**Entries provided**
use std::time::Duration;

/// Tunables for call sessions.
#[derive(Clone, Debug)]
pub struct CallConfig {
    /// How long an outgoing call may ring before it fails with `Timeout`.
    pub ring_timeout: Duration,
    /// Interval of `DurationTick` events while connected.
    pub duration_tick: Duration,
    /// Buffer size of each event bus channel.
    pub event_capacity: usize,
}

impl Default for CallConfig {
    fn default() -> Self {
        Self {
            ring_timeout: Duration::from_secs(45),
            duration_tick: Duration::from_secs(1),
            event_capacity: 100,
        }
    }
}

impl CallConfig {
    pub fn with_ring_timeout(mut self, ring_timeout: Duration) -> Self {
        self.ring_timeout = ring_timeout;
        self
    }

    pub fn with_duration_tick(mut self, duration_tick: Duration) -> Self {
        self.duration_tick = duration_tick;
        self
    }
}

**Work instructions**
How many lines in the entries hold the word "CallConfig"? Only the number is wanted.

**Task response**
3